→ Action item
Extract from the listing each line in which the word "maybe" appears.

◆ ◆ ◆ ◆ ◆

//! JSON HTTP API.
//!
//! Exposes one shared diagnostic session and the feedback ledger to
//! browser or field-tablet clients.
//!
//! # Endpoints
//!
//! | Method | Path | Description |
//! |--------|------|-------------|
//! | `POST` | `/api/query` | Ask a question (`{ "question", "use_history"? }`) |
//! | `POST` | `/api/clear-history` | Reset the shared conversation |
//! | `GET`  | `/api/knowledge-summary` | Entry counts of the loaded knowledge base |
//! | `POST` | `/api/feedback` | Record a judgment on an answer |
//! | `GET`  | `/api/stats` | Accuracy stats plus the most recent feedback |
//! | `GET`  | `/api/export` | Feedback as CSV |
//! | `GET`  | `/health` | Health check (returns version) |
//!
//! # Error Contract
//!
//! ```json
//! { "error": { "code": "bad_request", "message": "question must not be empty" } }
//! ```
//!
//! Error codes: `bad_request` (400), `rate_limited` (429), `engine_unavailable`
//! (503), `engine_error` (502), `timeout` (504), `internal` (500).
//!
//! # CORS
//!
//! All origins, methods, and headers are permitted.

use axum::{
    extract::State,
    http::{header, StatusCode},
    response::{IntoResponse, Response},
    routing::{get, post},
    Json, Router,
};
use serde::{Deserialize, Serialize};
use std::sync::Arc;
use tower_http::cors::{Any, CorsLayer};
use tracing::{error, info};

use crate::ask::build_session;
use crate::config::Config;
use crate::error::{EngineError, LedgerError};
use crate::feedback::{FeedbackLedger, LedgerSummary};
use crate::models::{ConfidenceTier, DiagnosticResult, FeedbackRecord, Judgment, KnowledgeSummary};
use crate::session::SessionEngine;

/// Shared application state passed to all route handlers via Axum's `State` extractor.
#[derive(Clone)]
pub struct AppState {
    pub session: Arc<SessionEngine>,
    pub ledger: Arc<FeedbackLedger>,
}

/// Starts the HTTP server.
///
/// Loads the knowledge base, opens the ledger and binds to `[server].bind`.
/// Runs until the process is terminated.
pub async fn run_server(config: &Config) -> anyhow::Result<()> {
    let session = build_session(config)?;
    let ledger = FeedbackLedger::open(&config.feedback.dir)?;

    let state = AppState {
        session: Arc::new(session),
        ledger: Arc::new(ledger),
    };

    let listener = tokio::net::TcpListener::bind(&config.server.bind).await?;
    info!(bind = %config.server.bind, "HTTP server listening");
    println!("Lift diagnostics API listening on http://{}", config.server.bind);

    axum::serve(listener, router(state)).await?;
    Ok(())
}

pub fn router(state: AppState) -> Router {
    let cors = CorsLayer::new()
        .allow_origin(Any)
        .allow_methods(Any)
        .allow_headers(Any);

    Router::new()
        .route("/api/query", post(handle_query))
        .route("/api/clear-history", post(handle_clear_history))
        .route("/api/knowledge-summary", get(handle_knowledge_summary))
        .route("/api/feedback", post(handle_feedback))
        .route("/api/stats", get(handle_stats))
        .route("/api/export", get(handle_export))
        .route("/health", get(handle_health))
        .layer(cors)
        .with_state(state)
}

// ============ Error response ============

#[derive(Serialize)]
struct ErrorBody {
    error: ErrorDetail,
}

#[derive(Serialize)]
struct ErrorDetail {
    code: String,
    message: String,
}

/// Internal error type that converts into an Axum HTTP response.
struct AppError {
    status: StatusCode,
    code: &'static str,
    message: String,
}

impl AppError {
    fn new(status: StatusCode, code: &'static str, message: impl Into<String>) -> Self {
        Self {
            status,
            code,
            message: message.into(),
        }
    }
}

impl IntoResponse for AppError {
    fn into_response(self) -> Response {
        let body = ErrorBody {
            error: ErrorDetail {
                code: self.code.to_string(),
                message: self.message,
            },
        };
        (self.status, Json(body)).into_response()
    }
}

fn bad_request(message: impl Into<String>) -> AppError {
    AppError::new(StatusCode::BAD_REQUEST, "bad_request", message)
}

impl From<EngineError> for AppError {
    fn from(err: EngineError) -> Self {
        let message = err.to_string();
        match err {
            EngineError::EmptyQuestion => bad_request(message),
            EngineError::Disabled | EngineError::MissingApiKey(_) => {
                AppError::new(StatusCode::SERVICE_UNAVAILABLE, "engine_unavailable", message)
            }
            EngineError::RateLimited(_) => {
                AppError::new(StatusCode::TOO_MANY_REQUESTS, "rate_limited", message)
            }
            EngineError::Timeout(_) => AppError::new(StatusCode::GATEWAY_TIMEOUT, "timeout", message),
            _ => AppError::new(StatusCode::BAD_GATEWAY, "engine_error", message),
        }
    }
}

impl From<LedgerError> for AppError {
    fn from(err: LedgerError) -> Self {
        error!(error = %err, "feedback ledger failure");
        AppError::new(StatusCode::INTERNAL_SERVER_ERROR, "internal", err.to_string())
    }
}

/// Run a ledger operation on the blocking pool; the ledger does synchronous
/// file I/O under its writer lock.
async fn with_ledger<T, F>(ledger: &Arc<FeedbackLedger>, op: F) -> Result<T, AppError>
where
    T: Send + 'static,
    F: FnOnce(&FeedbackLedger) -> Result<T, LedgerError> + Send + 'static,
{
    let ledger = Arc::clone(ledger);
    tokio::task::spawn_blocking(move || op(&ledger))
        .await
        .map_err(|e| {
            error!(error = %e, "feedback ledger task failed");
            AppError::new(StatusCode::INTERNAL_SERVER_ERROR, "internal", e.to_string())
        })?
        .map_err(AppError::from)
}

// ============ GET /health ============

#[derive(Serialize)]
struct HealthResponse {
    status: String,
    version: String,
}

async fn handle_health() -> Json<HealthResponse> {
    Json(HealthResponse {
        status: "ok".to_string(),
        version: env!("CARGO_PKG_VERSION").to_string(),
    })
}

// ============ POST /api/query ============

#[derive(Deserialize)]
struct QueryRequest {
    question: String,
    #[serde(default = "default_use_history")]
    use_history: bool,
}

fn default_use_history() -> bool {
    true
}

async fn handle_query(
    State(state): State<AppState>,
    Json(req): Json<QueryRequest>,
) -> Result<Json<DiagnosticResult>, AppError> {
    let result = state.session.query(&req.question, req.use_history).await?;
    Ok(Json(result))
}

// ============ POST /api/clear-history ============

async fn handle_clear_history(State(state): State<AppState>) -> Json<serde_json::Value> {
    state.session.clear_history().await;
    Json(serde_json::json!({ "status": "ok" }))
}

// ============ GET /api/knowledge-summary ============

async fn handle_knowledge_summary(State(state): State<AppState>) -> Json<KnowledgeSummary> {
    Json(state.session.knowledge().summary())
}

// ============ POST /api/feedback ============

#[derive(Deserialize)]
struct FeedbackRequest {
    query: String,
    response: String,
    judgment: String,
    #[serde(default)]
    confidence_tier: Option<String>,
    #[serde(default)]
    notes: Option<String>,
}

async fn handle_feedback(
    State(state): State<AppState>,
    Json(req): Json<FeedbackRequest>,
) -> Result<Json<FeedbackRecord>, AppError> {
    if req.query.trim().is_empty() {
        return Err(bad_request("query must not be empty"));
    }
    let judgment: Judgment = req.judgment.parse().map_err(bad_request)?;
    let tier = match req.confidence_tier.as_deref() {
        Some(t) => t.parse::<ConfidenceTier>().map_err(bad_request)?,
        None => ConfidenceTier::Medium,
    };

    let record = with_ledger(&state.ledger, move |ledger| {
        ledger.add_feedback(&req.query, &req.response, judgment, tier, req.notes.as_deref())
    })
    .await?;
    Ok(Json(record))
}

// ============ GET /api/stats ============

async fn handle_stats(State(state): State<AppState>) -> Result<Json<LedgerSummary>, AppError> {
    let summary = with_ledger(&state.ledger, |ledger| ledger.summary()).await?;
    Ok(Json(summary))
}

// ============ GET /api/export ============

async fn handle_export(State(state): State<AppState>) -> Result<Response, AppError> {
    let csv = with_ledger(&state.ledger, |ledger| ledger.export_csv()).await?;
    Ok((
        [
            (header::CONTENT_TYPE, "text/csv; charset=utf-8"),
            (header::CONTENT_DISPOSITION, "attachment; filename=\"feedback.csv\""),
        ],
        csv,
    )
        .into_response())
}

#[cfg(test)]
mod tests {
    use super::*;
    use crate::knowledge::test_support::sample_kb;
    use crate::session::test_support::ScriptedEngine;
    use axum::body::{to_bytes, Body};
    use axum::http::Request;
    use tempfile::TempDir;
    use tower::ServiceExt;

    const REPLY: &str = "# F01 02\nKonfidenz: HOCH\nSeite: 113\n1. Kontakte prüfen\n";

    fn app(engine: ScriptedEngine) -> (TempDir, AppState) {
        let dir = TempDir::new().unwrap();
        let state = AppState {
            session: Arc::new(SessionEngine::new(
                Arc::new(sample_kb()),
                Arc::new(engine),
                &Config::minimal(),
            )),
            ledger: Arc::new(FeedbackLedger::open(dir.path()).unwrap()),
        };
        (dir, state)
    }

    async fn call(state: &AppState, req: Request<Body>) -> (StatusCode, Vec<u8>) {
        let resp = router(state.clone()).oneshot(req).await.unwrap();
        let status = resp.status();
        let body = to_bytes(resp.into_body(), usize::MAX).await.unwrap();
        (status, body.to_vec())
    }

    fn post_json(uri: &str, body: serde_json::Value) -> Request<Body> {
        Request::post(uri)
            .header("content-type", "application/json")
            .body(Body::from(body.to_string()))
            .unwrap()
    }

    fn json(bytes: &[u8]) -> serde_json::Value {
        serde_json::from_slice(bytes).unwrap()
    }

    #[tokio::test]
    async fn test_query_returns_structured_result() {
        let (_dir, state) = app(ScriptedEngine::replying(REPLY));
        let (status, body) = call(
            &state,
            post_json("/api/query", serde_json::json!({ "question": "F01 02?" })),
        )
        .await;
        assert_eq!(status, StatusCode::OK);
        let v = json(&body);
        assert_eq!(v["confidence_tier"], "HIGH");
        assert_eq!(v["codes_referenced"], serde_json::json!(["F01 02"]));
        assert_eq!(v["manual_pages"], serde_json::json!([113]));
        assert_eq!(state.session.turn_count().await, 2);
    }

    #[tokio::test]
    async fn test_blank_question_is_bad_request() {
        let (_dir, state) = app(ScriptedEngine::replying(REPLY));
        let (status, body) = call(
            &state,
            post_json("/api/query", serde_json::json!({ "question": "  " })),
        )
        .await;
        assert_eq!(status, StatusCode::BAD_REQUEST);
        assert_eq!(json(&body)["error"]["code"], "bad_request");
    }

    #[tokio::test]
    async fn test_disabled_engine_is_unavailable() {
        let (_dir, state) = app(ScriptedEngine::new(vec![Err(EngineError::Disabled)]));
        let (status, body) = call(
            &state,
            post_json("/api/query", serde_json::json!({ "question": "F01 02?" })),
        )
        .await;
        assert_eq!(status, StatusCode::SERVICE_UNAVAILABLE);
        assert_eq!(json(&body)["error"]["code"], "engine_unavailable");
    }

    #[tokio::test]
    async fn test_clear_history() {
        let (_dir, state) = app(ScriptedEngine::replying(REPLY));
        state.session.query("F01 02?", true).await.unwrap();
        let (status, _) = call(
            &state,
            post_json("/api/clear-history", serde_json::json!({})),
        )
        .await;
        assert_eq!(status, StatusCode::OK);
        assert_eq!(state.session.turn_count().await, 0);
    }

    #[tokio::test]
    async fn test_knowledge_summary() {
        let (_dir, state) = app(ScriptedEngine::replying(REPLY));
        let req = Request::get("/api/knowledge-summary").body(Body::empty()).unwrap();
        let (status, body) = call(&state, req).await;
        assert_eq!(status, StatusCode::OK);
        let v = json(&body);
        assert_eq!(v["manufacturer"], "via");
        assert_eq!(v["error_codes"], 3);
    }

    #[tokio::test]
    async fn test_feedback_then_stats_and_export() {
        let (_dir, state) = app(ScriptedEngine::replying(REPLY));
        for judgment in ["correct", "correct", "correct", "incorrect"] {
            let (status, _) = call(
                &state,
                post_json(
                    "/api/feedback",
                    serde_json::json!({
                        "query": "F01 02",
                        "response": "Sicherheitskreis",
                        "judgment": judgment,
                        "confidence_tier": "HIGH"
                    }),
                ),
            )
            .await;
            assert_eq!(status, StatusCode::OK);
        }

        let req = Request::get("/api/stats").body(Body::empty()).unwrap();
        let (_, body) = call(&state, req).await;
        let v = json(&body);
        assert_eq!(v["stats"]["accuracy"], 75.0);
        assert_eq!(v["recent"][0]["id"], 4);

        let req = Request::get("/api/export").body(Body::empty()).unwrap();
        let resp = router(state.clone()).oneshot(req).await.unwrap();
        assert_eq!(
            resp.headers()[header::CONTENT_TYPE],
            "text/csv; charset=utf-8"
        );
        let body = to_bytes(resp.into_body(), usize::MAX).await.unwrap();
        let text = String::from_utf8(body.to_vec()).unwrap();
        assert_eq!(text.lines().count(), 5);
    }

    #[tokio::test]
    async fn test_concurrent_feedback_gets_distinct_ids() {
        let (_dir, state) = app(ScriptedEngine::replying(REPLY));
        let mut handles = Vec::new();
        for i in 0..8 {
            let state = state.clone();
            handles.push(tokio::spawn(async move {
                let (status, body) = call(
                    &state,
                    post_json(
                        "/api/feedback",
                        serde_json::json!({
                            "query": format!("F01 0{}", i),
                            "response": "r",
                            "judgment": "correct"
                        }),
                    ),
                )
                .await;
                assert_eq!(status, StatusCode::OK);
                json(&body)["id"].as_u64().unwrap()
            }));
        }

        let mut ids = Vec::new();
        for h in handles {
            ids.push(h.await.unwrap());
        }
        ids.sort_unstable();
        assert_eq!(ids, (1..=8).collect::<Vec<u64>>());
        assert_eq!(state.ledger.get_stats().unwrap().total_validations, 8);
    }

    #[tokio::test]
    async fn test_invalid_judgment_rejected() {
        let (_dir, state) = app(ScriptedEngine::replying(REPLY));
        let (status, body) = call(
            &state,
            post_json(
                "/api/feedback",
                serde_json::json!({ "query": "q", "response": "r", "judgment": "maybe" }),
            ),
        )
        .await;
        assert_eq!(status, StatusCode::BAD_REQUEST);
        assert!(json(&body)["error"]["message"]
            .as_str()
            .unwrap()
            .contains("maybe"));
        assert_eq!(state.ledger.get_stats().unwrap().total_validations, 0);
    }

    #[tokio::test]
    async fn test_health() {
        let (_dir, state) = app(ScriptedEngine::replying(REPLY));
        let req = Request::get("/health").body(Body::empty()).unwrap();
        let (status, body) = call(&state, req).await;
        assert_eq!(status, StatusCode::OK);
        assert_eq!(json(&body)["status"], "ok");
    }
}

◆ ◆ ◆ ◆ ◆

→ Your response
                serde_json::json!({ "query": "q", "response": "r", "judgment": "maybe" }),
            .contains("maybe"));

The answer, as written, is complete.